Topoisomerase I/II inhibitors: from established drugs to next-generation therapeutics
摘要
Topoisomerases are crucial enzymes that control the DNA topology in replication, transcription, recombination, and chromosomal segregation, and therefore are validated as the targets of anticancer therapy. Topoisomerase-targeting agents are mechanistically divided into poison-type and catalytic-type inhibitors. Poison-type inhibitors stabilize covalent enzyme–DNA cleavage complexes, whereas catalytic inhibitors prevent enzymatic turnover without stabilizing cleavage complexes. Both classes may selectively target either topoisomerase I or topoisomerase II isoforms.
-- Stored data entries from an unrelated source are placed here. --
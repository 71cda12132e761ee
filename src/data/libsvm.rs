//! LibSVM format dataset implementation
//!
//! Supports loading regression datasets in the libsvm format:
//! target index:value index:value ...
//!
//! Example:
//! 0.84 1:0.5 3:1.2
//! -1.7 2:0.3 5:2.1

use crate::core::{Dataset, RVMError, Result, Sample, SparseVector};
use std::fs::File;
use std::io::{BufRead, BufReader};
use std::path::Path;

/// Dataset implementation for LibSVM format files
#[derive(Debug, Clone)]
pub struct LibSVMDataset {
    samples: Vec<Sample>,
    dimensions: usize,
}

impl LibSVMDataset {
    /// Load a dataset from a LibSVM format file
    pub fn from_file<P: AsRef<Path>>(path: P) -> Result<Self> {
        let file = File::open(path).map_err(RVMError::IoError)?;
        let reader = BufReader::new(file);
        Self::from_reader(reader)
    }

    /// Load a dataset from a reader (for testing and flexibility)
    pub fn from_reader<R: BufRead>(reader: R) -> Result<Self> {
        let mut samples = Vec::new();
        let mut dimensions = 0;

        for (line_num, line) in reader.lines().enumerate() {
            let line = line.map_err(RVMError::IoError)?;
            let line = line.trim();

            // Skip empty lines and comments
            if line.is_empty() || line.starts_with('#') {
                continue;
            }

            match Self::parse_line(line) {
                Ok(sample) => {
                    dimensions = dimensions.max(sample.features.implied_dim());
                    samples.push(sample);
                }
                Err(e) => {
                    return Err(RVMError::ParseError(format!(
                        "Error parsing line {}: {}",
                        line_num + 1,
                        e
                    )));
                }
            }
        }

        if samples.is_empty() {
            return Err(RVMError::EmptyDataset);
        }

        Ok(LibSVMDataset {
            samples,
            dimensions,
        })
    }

    /// Build a dataset from samples already in memory
    pub fn from_samples(samples: Vec<Sample>) -> Self {
        let dimensions = samples
            .iter()
            .map(|s| s.features.implied_dim())
            .max()
            .unwrap_or(0);
        Self {
            samples,
            dimensions,
        }
    }

    /// Parse a single line in libsvm format
    fn parse_line(line: &str) -> Result<Sample> {
        let mut parts = line.split_whitespace();

        let target_str = parts
            .next()
            .ok_or_else(|| RVMError::ParseError("Empty line".to_string()))?;
        let target = target_str
            .parse::<f64>()
            .map_err(|_| RVMError::ParseError(format!("Invalid target: {target_str}")))?;
        if !target.is_finite() {
            return Err(RVMError::ParseError(format!(
                "Target must be finite: {target_str}"
            )));
        }

        let mut indices = Vec::new();
        let mut values = Vec::new();

        for feature_str in parts {
            let (index_str, value_str) = feature_str.split_once(':').ok_or_else(|| {
                RVMError::ParseError(format!("Invalid feature format: {feature_str}"))
            })?;

            let index = index_str.parse::<usize>().map_err(|_| {
                RVMError::ParseError(format!("Invalid feature index: {index_str}"))
            })?;

            let value = value_str.parse::<f64>().map_err(|_| {
                RVMError::ParseError(format!("Invalid feature value: {value_str}"))
            })?;

            // libsvm uses 1-based indexing, convert to 0-based
            if index == 0 {
                return Err(RVMError::ParseError(format!(
                    "Feature index must be positive: {index}"
                )));
            }

            if value != 0.0 {
                indices.push(index - 1);
                values.push(value);
            }
        }

        Ok(Sample::new(SparseVector::new(indices, values), target))
    }
}

impl Dataset for LibSVMDataset {
    fn len(&self) -> usize {
        self.samples.len()
    }

    fn dim(&self) -> usize {
        self.dimensions
    }

    fn get_sample(&self, i: usize) -> Sample {
        self.samples[i].clone()
    }

    fn get_targets(&self) -> Vec<f64> {
        self.samples.iter().map(|s| s.target).collect()
    }
}
//! Basis precisions and the round-robin candidate order

/// Per-basis weight precisions together with the active mask
///
/// A basis is active exactly when its precision is finite; inactive bases
/// hold `f64::INFINITY`, which pins their weight to zero. Mutation goes
/// through [`activate`](Self::activate) and [`deactivate`](Self::deactivate)
/// so the two views cannot drift apart.
#[derive(Debug, Clone, PartialEq)]
pub struct PrecisionVector {
    alpha: Vec<f64>,
    active: Vec<bool>,
}

impl PrecisionVector {
    /// All `n_bases` bases inactive
    pub fn new(n_bases: usize) -> Self {
        Self {
            alpha: vec![f64::INFINITY; n_bases],
            active: vec![false; n_bases],
        }
    }

    /// Number of candidate bases
    pub fn len(&self) -> usize {
        self.alpha.len()
    }

    pub fn is_empty(&self) -> bool {
        self.alpha.is_empty()
    }

    /// Precision of basis `i` (infinite when inactive)
    pub fn get(&self, i: usize) -> f64 {
        self.alpha[i]
    }

    pub fn is_active(&self, i: usize) -> bool {
        self.active[i]
    }

    /// Include basis `i` with the given finite, positive precision
    ///
    /// Also used to re-estimate an already active basis.
    ///
    /// # Panics
    /// Panics if `alpha` is not finite and positive
    pub fn activate(&mut self, i: usize, alpha: f64) {
        assert!(
            alpha.is_finite() && alpha > 0.0,
            "Active precision must be finite and positive, got: {alpha}"
        );
        self.alpha[i] = alpha;
        self.active[i] = true;
    }

    /// Exclude basis `i`
    pub fn deactivate(&mut self, i: usize) {
        self.alpha[i] = f64::INFINITY;
        self.active[i] = false;
    }

    /// Number of active bases
    pub fn n_active(&self) -> usize {
        self.active.iter().filter(|&&a| a).count()
    }

    /// Indices of active bases in ascending order
    pub fn active_indices(&self) -> Vec<usize> {
        self.active
            .iter()
            .enumerate()
            .filter_map(|(i, &a)| a.then_some(i))
            .collect()
    }

    /// Indices of inactive bases in ascending order
    pub fn inactive_indices(&self) -> impl Iterator<Item = usize> + '_ {
        self.active
            .iter()
            .enumerate()
            .filter_map(|(i, &a)| (!a).then_some(i))
    }

    /// Full precision vector, infinite entries included
    pub fn as_slice(&self) -> &[f64] {
        &self.alpha
    }

    /// Active mask
    pub fn mask(&self) -> &[bool] {
        &self.active
    }
}

/// Cyclic visiting order over candidate bases
///
/// Taking the head and requeueing it at the tail of a full-length queue is a
/// rotation, so a fixed index array with a moving head is enough.
#[derive(Debug, Clone)]
pub struct CandidateQueue {
    order: Vec<usize>,
    head: usize,
}

impl CandidateQueue {
    /// Visit bases `0..n_bases` in ascending order, then wrap around
    pub fn new(n_bases: usize) -> Self {
        Self::with_order((0..n_bases).collect())
    }

    /// Visit bases in the given order, then wrap around
    ///
    /// # Panics
    /// Panics if `order` is empty
    pub fn with_order(order: Vec<usize>) -> Self {
        assert!(!order.is_empty(), "Candidate order must not be empty");
        Self { order, head: 0 }
    }

    /// Take the head candidate and move it to the tail
    pub fn next_candidate(&mut self) -> usize {
        let candidate = self.order[self.head];
        self.head = (self.head + 1) % self.order.len();
        candidate
    }

    /// Candidate that the next call will return
    pub fn peek(&self) -> usize {
        self.order[self.head]
    }
}
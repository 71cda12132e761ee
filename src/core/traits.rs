//! Core traits for RVM implementation

use crate::core::{FitSummary, Prediction, RVMConfig, Result, Sample, SparseVector};

/// Dataset abstraction for efficient data access
pub trait Dataset: Send + Sync {
    /// Number of samples in the dataset
    fn len(&self) -> usize;

    /// Number of features (dimensionality)
    fn dim(&self) -> usize;

    /// Get a single sample by index
    ///
    /// # Panics
    /// Panics if index >= len()
    fn get_sample(&self, i: usize) -> Sample;

    /// Get multiple samples at once
    fn get_batch(&self, indices: &[usize]) -> Vec<Sample> {
        indices.iter().map(|&i| self.get_sample(i)).collect()
    }

    /// Get all regression targets in sample order
    fn get_targets(&self) -> Vec<f64>;

    /// Check if the dataset is empty
    fn is_empty(&self) -> bool {
        self.len() == 0
    }
}

/// Trained sparse Bayesian regression model
pub trait RegressionModel: Send + Sync {
    /// Predict the mean for a single feature vector
    fn predict(&self, features: &SparseVector) -> Prediction;

    /// Predict mean and predictive standard deviation for a single feature vector
    fn predict_with_std(&self, features: &SparseVector) -> Prediction;

    /// Predict multiple feature vectors
    fn predict_batch(&self, features: &[SparseVector]) -> Vec<Prediction> {
        features.iter().map(|f| self.predict(f)).collect()
    }

    /// Number of retained relevance vectors (bias excluded)
    fn n_relevance_vectors(&self) -> usize;

    /// Estimated observation noise variance
    fn noise_variance(&self) -> f64;
}

/// Common contract of relevance vector estimators
///
/// Estimators own their configuration and, once fitted, the trained model.
/// Variants that are not available report `RVMError::NotImplemented`.
pub trait RelevanceVectorMachine {
    /// Training configuration
    fn config(&self) -> &RVMConfig;

    /// Fit on the given samples, replacing any previously fitted model
    fn fit_samples(&mut self, samples: &[Sample]) -> Result<FitSummary>;

    /// Predict the given feature vectors with the fitted model
    fn predict_samples(&self, features: &[SparseVector], return_std: bool)
        -> Result<Vec<Prediction>>;

    /// Whether a fitted model is available
    fn is_fitted(&self) -> bool;
}
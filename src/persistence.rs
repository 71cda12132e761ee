//! Model serialization and persistence
//!
//! This module saves trained regression models as JSON and loads them back
//! for use with the CLI application and other scenarios where model
//! persistence is needed.

use crate::core::{FitSummary, RVMConfig, RVMError, RegressionModel, Result, SparseVector};
use crate::kernel::{Gamma, KernelConfig, KernelType};
use crate::optimizer::TrainedRVR;
use nalgebra::{DMatrix, DVector};
use serde::{Deserialize, Serialize};
use std::fs::File;
use std::io::{BufReader, BufWriter};
use std::path::Path;

/// Marks kernels whose function is not stored in the file
const CUSTOM_KERNEL_PREFIX: &str = "custom:";

fn kernel_type_tag(kernel: &KernelType) -> String {
    match kernel {
        KernelType::Custom(custom) => format!("{CUSTOM_KERNEL_PREFIX}{}", custom.name()),
        named => named.name().to_string(),
    }
}

/// Serializable representation of a trained RVR model
#[derive(Serialize, Deserialize)]
pub struct SerializableModel {
    /// Relevance vectors in sparse form
    pub relevance_vectors: Vec<SerializableVector>,
    /// Posterior weight mean, bias first when present
    pub mean: Vec<f64>,
    /// Posterior weight covariance, row-major
    pub covariance: Vec<f64>,
    /// Estimated noise variance
    pub noise_variance: f64,
    /// Kernel used for training
    pub kernel: KernelDescription,
    /// Model metadata
    pub metadata: ModelMetadata,
}

/// Serializable relevance vector
#[derive(Serialize, Deserialize, Clone)]
pub struct SerializableVector {
    /// Position in the training set
    pub training_index: usize,
    /// Feature indices
    pub indices: Vec<usize>,
    /// Feature values
    pub values: Vec<f64>,
}

/// Kernel family and the parameters it was trained with
#[derive(Serialize, Deserialize)]
pub struct KernelDescription {
    pub kernel_type: String,
    pub degree: u32,
    /// Concrete gamma, or "auto"/"scale" if it was never resolved
    pub gamma: String,
    pub coef0: f64,
}

/// Model metadata for tracking and validation
#[derive(Serialize, Deserialize)]
pub struct ModelMetadata {
    /// Library version used to create the model
    pub library_version: String,
    /// Number of relevance vectors
    pub n_relevance_vectors: usize,
    /// Whether the bias basis survived pruning
    pub includes_bias: bool,
    /// Training parameters used
    pub training_params: TrainingParams,
    /// Basis selection iterations performed
    pub iterations: usize,
    /// Whether basis selection converged
    pub converged: bool,
    /// Creation timestamp
    pub created_at: String,
}

/// Training parameters for reference
#[derive(Serialize, Deserialize)]
pub struct TrainingParams {
    pub tol: f64,
    pub threshold_alpha: f64,
    pub max_iterations: usize,
}

impl SerializableModel {
    /// Create a serializable model from a trained model and its training configuration
    pub fn from_trained_model(model: &TrainedRVR, config: &RVMConfig) -> Self {
        let relevance_vectors = model
            .relevance_vectors()
            .iter()
            .zip(model.relevance_indices())
            .map(|(rv, &training_index)| SerializableVector {
                training_index,
                indices: rv.indices.clone(),
                values: rv.values.clone(),
            })
            .collect();

        // Column-major storage of the transpose is the row-major layout
        let covariance = model.covariance().transpose().iter().copied().collect();

        let kernel_config = model.kernel_config();
        let summary = model.summary();

        Self {
            relevance_vectors,
            mean: model.mean().iter().copied().collect(),
            covariance,
            noise_variance: model.noise_variance(),
            kernel: KernelDescription {
                kernel_type: kernel_type_tag(&kernel_config.kernel),
                degree: kernel_config.degree,
                gamma: kernel_config.gamma.to_string(),
                coef0: kernel_config.coef0,
            },
            metadata: ModelMetadata {
                library_version: env!("CARGO_PKG_VERSION").to_string(),
                n_relevance_vectors: model.n_relevance_vectors(),
                includes_bias: model.includes_bias(),
                training_params: TrainingParams {
                    tol: config.tol,
                    threshold_alpha: config.threshold_alpha,
                    max_iterations: config.max_iterations,
                },
                iterations: summary.iterations,
                converged: summary.converged,
                created_at: chrono::Utc::now().to_rfc3339(),
            },
        }
    }

    /// Save model to file
    pub fn save_to_file<P: AsRef<Path>>(&self, path: P) -> Result<()> {
        let file = File::create(path).map_err(RVMError::IoError)?;
        let writer = BufWriter::new(file);
        serde_json::to_writer_pretty(writer, self)
            .map_err(|e| RVMError::SerializationError(e.to_string()))?;
        Ok(())
    }

    /// Load model from file
    pub fn load_from_file<P: AsRef<Path>>(path: P) -> Result<Self> {
        let file = File::open(path).map_err(RVMError::IoError)?;
        let reader = BufReader::new(file);
        let model = serde_json::from_reader(reader)
            .map_err(|e| RVMError::SerializationError(e.to_string()))?;
        Ok(model)
    }

    /// Convert back to a trained model
    ///
    /// Only the named kernels can be restored; a custom kernel's function is
    /// not part of the file.
    pub fn to_trained_model(&self) -> Result<TrainedRVR> {
        if let Some(name) = self.kernel.kernel_type.strip_prefix(CUSTOM_KERNEL_PREFIX) {
            return Err(RVMError::InvalidParameter(format!(
                "Custom kernel '{name}' cannot be restored from a model file"
            )));
        }
        let kernel = KernelType::from_name(&self.kernel.kernel_type).map_err(|_| {
            RVMError::InvalidParameter(format!(
                "Kernel '{}' cannot be restored from a model file",
                self.kernel.kernel_type
            ))
        })?;
        let gamma: Gamma = self.kernel.gamma.parse()?;

        let relevance_vectors: Vec<SparseVector> = self
            .relevance_vectors
            .iter()
            .map(|rv| {
                if rv.indices.len() != rv.values.len() {
                    return Err(RVMError::DimensionMismatch {
                        expected: rv.indices.len(),
                        actual: rv.values.len(),
                    });
                }
                Ok(SparseVector::new(rv.indices.clone(), rv.values.clone()))
            })
            .collect::<Result<_>>()?;
        let relevance_indices = self
            .relevance_vectors
            .iter()
            .map(|rv| rv.training_index)
            .collect();

        let m = self.mean.len();
        if self.covariance.len() != m * m {
            return Err(RVMError::DimensionMismatch {
                expected: m * m,
                actual: self.covariance.len(),
            });
        }

        let resolved = KernelConfig {
            kernel,
            degree: self.kernel.degree,
            gamma,
            coef0: self.kernel.coef0,
        }
        .resolve(&relevance_vectors, None)?;

        TrainedRVR::from_parts(
            resolved,
            relevance_vectors,
            relevance_indices,
            DVector::from_column_slice(&self.mean),
            DMatrix::from_row_slice(m, m, &self.covariance),
            self.noise_variance,
            FitSummary {
                iterations: self.metadata.iterations,
                converged: self.metadata.converged,
            },
        )
    }

    /// Print model summary
    pub fn print_summary(&self) {
        println!("=== RVR Model Summary ===");
        println!("Kernel Type: {}", self.kernel.kernel_type);
        println!("Gamma: {}", self.kernel.gamma);
        if self.kernel.kernel_type == "poly" {
            println!("Degree: {}", self.kernel.degree);
        }
        if matches!(self.kernel.kernel_type.as_str(), "poly" | "sigmoid") {
            println!("Coef0: {}", self.kernel.coef0);
        }
        println!("Relevance Vectors: {}", self.metadata.n_relevance_vectors);
        if self.metadata.includes_bias {
            println!("Bias: {:.6}", self.mean.first().copied().unwrap_or(0.0));
        } else {
            println!("Bias: pruned");
        }
        println!("Noise Variance: {:.6e}", self.noise_variance);
        println!(
            "Iterations: {} ({})",
            self.metadata.iterations,
            if self.metadata.converged {
                "converged"
            } else {
                "not converged"
            }
        );
        println!("Library Version: {}", self.metadata.library_version);
        println!("Created: {}", self.metadata.created_at);
        println!("Training Parameters:");
        println!("  Tol: {}", self.metadata.training_params.tol);
        println!(
            "  Threshold Alpha: {}",
            self.metadata.training_params.threshold_alpha
        );
        println!(
            "  Max Iterations: {}",
            self.metadata.training_params.max_iterations
        );
    }
}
Established and clinically useful agents based on camptothecin derivatives, etoposide, anthracyclines, and other related compounds continue to play a central role in chemotherapeutic regimens in solid tumor and hematologic malignancies, albeit with dose limiting toxicity, genotoxic liability, cardiotoxicity (partially caused by Topo IIβ engagement), and drug resistance. Recent medicinal chemistry efforts have reported several next-generation topoisomerase-targeting scaffolds with improved in vitro potency and diverse mechanistic profiles. Molecules based on quinoline, acridine-thiosemicarbazone, pyrazine, pyrimidine, benzimidazole-triazole, indenoisoquinoline, and fluoroquinolone have been reported as effective topoisomerase I and II inhibitors, several of which have an inhibitory activity of nanomolar to low-micromolar. In silico and experimental profiling indicate that the derivatives selected have favourable drug-like characteristics, less susceptible to P-glycoprotein-mediated efflux as well as possibly improved safety-related properties compared to classical topoisomerase poisons. This review summarizes clinically established topoisomerase inhibitors and emerging scaffold-based inhibitors, highlighting structure–activity relationships, mechanistic differences between poison and catalytic inhibitors, resistance mechanisms, and translational challenges in the development of safer and more selective topoisomerase-targeted anticancer agents.